**Dataset entries**
★ ★ ★ ★ ★ ★ ★

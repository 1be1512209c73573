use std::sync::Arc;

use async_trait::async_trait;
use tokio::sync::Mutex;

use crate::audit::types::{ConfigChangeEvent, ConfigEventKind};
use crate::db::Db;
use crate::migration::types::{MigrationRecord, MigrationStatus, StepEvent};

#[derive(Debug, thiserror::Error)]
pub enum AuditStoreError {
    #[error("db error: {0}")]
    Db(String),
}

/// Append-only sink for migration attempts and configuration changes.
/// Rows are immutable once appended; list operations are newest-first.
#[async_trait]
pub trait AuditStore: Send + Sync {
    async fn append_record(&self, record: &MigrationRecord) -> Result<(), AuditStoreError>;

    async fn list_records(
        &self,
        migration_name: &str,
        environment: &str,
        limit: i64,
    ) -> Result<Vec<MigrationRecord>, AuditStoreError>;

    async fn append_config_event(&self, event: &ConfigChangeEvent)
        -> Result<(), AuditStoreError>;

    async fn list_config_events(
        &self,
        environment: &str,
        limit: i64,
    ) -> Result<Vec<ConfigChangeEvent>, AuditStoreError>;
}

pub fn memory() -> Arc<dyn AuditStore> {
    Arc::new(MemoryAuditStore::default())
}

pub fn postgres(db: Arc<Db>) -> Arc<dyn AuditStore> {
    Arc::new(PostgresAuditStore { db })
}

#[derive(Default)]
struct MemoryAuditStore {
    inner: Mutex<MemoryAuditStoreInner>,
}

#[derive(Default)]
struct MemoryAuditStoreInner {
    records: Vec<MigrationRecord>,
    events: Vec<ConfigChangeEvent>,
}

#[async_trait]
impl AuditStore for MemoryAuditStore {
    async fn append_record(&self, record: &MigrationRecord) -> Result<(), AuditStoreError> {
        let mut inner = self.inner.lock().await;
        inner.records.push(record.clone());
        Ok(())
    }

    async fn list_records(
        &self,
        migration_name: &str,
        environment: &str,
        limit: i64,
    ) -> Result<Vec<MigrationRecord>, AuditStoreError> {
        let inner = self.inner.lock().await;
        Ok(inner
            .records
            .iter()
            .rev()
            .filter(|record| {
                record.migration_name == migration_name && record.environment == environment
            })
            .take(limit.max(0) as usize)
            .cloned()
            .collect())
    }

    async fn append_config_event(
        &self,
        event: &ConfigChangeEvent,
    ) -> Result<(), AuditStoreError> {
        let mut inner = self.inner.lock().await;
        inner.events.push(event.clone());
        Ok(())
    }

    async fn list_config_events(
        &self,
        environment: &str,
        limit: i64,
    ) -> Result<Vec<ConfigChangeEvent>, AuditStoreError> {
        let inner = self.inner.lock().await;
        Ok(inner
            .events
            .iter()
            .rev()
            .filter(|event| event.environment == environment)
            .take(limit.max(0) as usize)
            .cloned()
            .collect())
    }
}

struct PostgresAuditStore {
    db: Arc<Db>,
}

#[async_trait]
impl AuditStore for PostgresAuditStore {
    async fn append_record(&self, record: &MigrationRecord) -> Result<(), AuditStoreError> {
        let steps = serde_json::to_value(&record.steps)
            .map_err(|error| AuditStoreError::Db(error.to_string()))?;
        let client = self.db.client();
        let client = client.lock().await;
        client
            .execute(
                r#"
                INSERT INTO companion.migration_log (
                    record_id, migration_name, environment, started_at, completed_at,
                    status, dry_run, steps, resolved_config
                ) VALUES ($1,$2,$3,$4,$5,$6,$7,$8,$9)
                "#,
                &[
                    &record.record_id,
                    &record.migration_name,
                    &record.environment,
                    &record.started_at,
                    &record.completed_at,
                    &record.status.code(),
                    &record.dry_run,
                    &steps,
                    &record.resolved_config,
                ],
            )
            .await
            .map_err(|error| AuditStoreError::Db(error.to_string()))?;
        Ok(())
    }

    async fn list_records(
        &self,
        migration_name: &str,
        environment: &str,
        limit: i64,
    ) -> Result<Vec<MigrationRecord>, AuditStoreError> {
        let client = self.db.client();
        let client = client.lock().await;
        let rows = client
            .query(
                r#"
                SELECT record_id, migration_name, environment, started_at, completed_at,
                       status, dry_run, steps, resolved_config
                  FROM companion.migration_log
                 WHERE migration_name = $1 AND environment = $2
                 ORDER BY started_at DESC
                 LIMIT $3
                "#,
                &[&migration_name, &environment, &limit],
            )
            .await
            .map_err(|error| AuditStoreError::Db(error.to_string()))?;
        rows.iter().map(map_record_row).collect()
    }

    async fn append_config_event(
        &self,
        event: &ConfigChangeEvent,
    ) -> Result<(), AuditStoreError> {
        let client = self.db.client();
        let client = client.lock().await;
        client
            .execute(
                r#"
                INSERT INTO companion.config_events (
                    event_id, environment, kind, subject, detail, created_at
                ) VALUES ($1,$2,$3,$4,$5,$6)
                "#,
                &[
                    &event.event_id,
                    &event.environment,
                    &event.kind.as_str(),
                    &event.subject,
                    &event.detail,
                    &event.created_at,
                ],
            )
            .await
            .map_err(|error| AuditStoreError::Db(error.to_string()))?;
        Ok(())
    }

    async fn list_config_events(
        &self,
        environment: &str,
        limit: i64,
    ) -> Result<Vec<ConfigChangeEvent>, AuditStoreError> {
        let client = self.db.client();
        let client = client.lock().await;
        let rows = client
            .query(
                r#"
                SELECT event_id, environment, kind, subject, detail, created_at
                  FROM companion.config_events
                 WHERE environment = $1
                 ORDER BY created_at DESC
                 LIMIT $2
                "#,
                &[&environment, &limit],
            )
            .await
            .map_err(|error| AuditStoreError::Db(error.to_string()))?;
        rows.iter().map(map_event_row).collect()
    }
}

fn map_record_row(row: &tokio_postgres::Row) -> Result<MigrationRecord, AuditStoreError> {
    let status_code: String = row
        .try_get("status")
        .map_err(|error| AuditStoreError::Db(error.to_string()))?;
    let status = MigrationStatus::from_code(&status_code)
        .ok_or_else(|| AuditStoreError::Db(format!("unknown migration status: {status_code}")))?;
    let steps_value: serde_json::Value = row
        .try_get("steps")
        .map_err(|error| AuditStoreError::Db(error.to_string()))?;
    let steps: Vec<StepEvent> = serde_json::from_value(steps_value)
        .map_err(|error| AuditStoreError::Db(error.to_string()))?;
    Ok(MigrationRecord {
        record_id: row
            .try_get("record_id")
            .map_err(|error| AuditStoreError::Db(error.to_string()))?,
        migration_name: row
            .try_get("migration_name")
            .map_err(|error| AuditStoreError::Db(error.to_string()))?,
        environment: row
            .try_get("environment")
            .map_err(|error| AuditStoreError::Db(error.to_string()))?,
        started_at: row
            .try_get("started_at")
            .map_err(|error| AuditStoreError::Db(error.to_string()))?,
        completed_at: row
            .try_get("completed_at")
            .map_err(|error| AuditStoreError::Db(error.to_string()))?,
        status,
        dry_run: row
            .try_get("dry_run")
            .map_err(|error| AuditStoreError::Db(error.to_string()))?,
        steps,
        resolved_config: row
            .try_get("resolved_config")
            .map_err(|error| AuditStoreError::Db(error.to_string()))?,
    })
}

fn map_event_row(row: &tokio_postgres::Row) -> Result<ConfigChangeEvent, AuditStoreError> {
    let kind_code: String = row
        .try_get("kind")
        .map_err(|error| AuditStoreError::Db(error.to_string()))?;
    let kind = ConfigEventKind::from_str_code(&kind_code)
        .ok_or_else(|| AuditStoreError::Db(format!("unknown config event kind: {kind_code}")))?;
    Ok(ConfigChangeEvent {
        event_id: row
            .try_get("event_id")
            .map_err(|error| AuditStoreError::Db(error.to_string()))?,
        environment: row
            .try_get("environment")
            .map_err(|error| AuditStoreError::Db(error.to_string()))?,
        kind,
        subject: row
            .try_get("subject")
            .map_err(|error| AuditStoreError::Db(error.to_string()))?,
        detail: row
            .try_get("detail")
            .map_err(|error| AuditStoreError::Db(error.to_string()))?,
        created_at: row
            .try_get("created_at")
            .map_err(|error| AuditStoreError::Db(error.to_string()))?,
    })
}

★ ★ ★ ★ ★ ★ ★

Scan the entries for the string "collect" and report only how many lines contain it.

4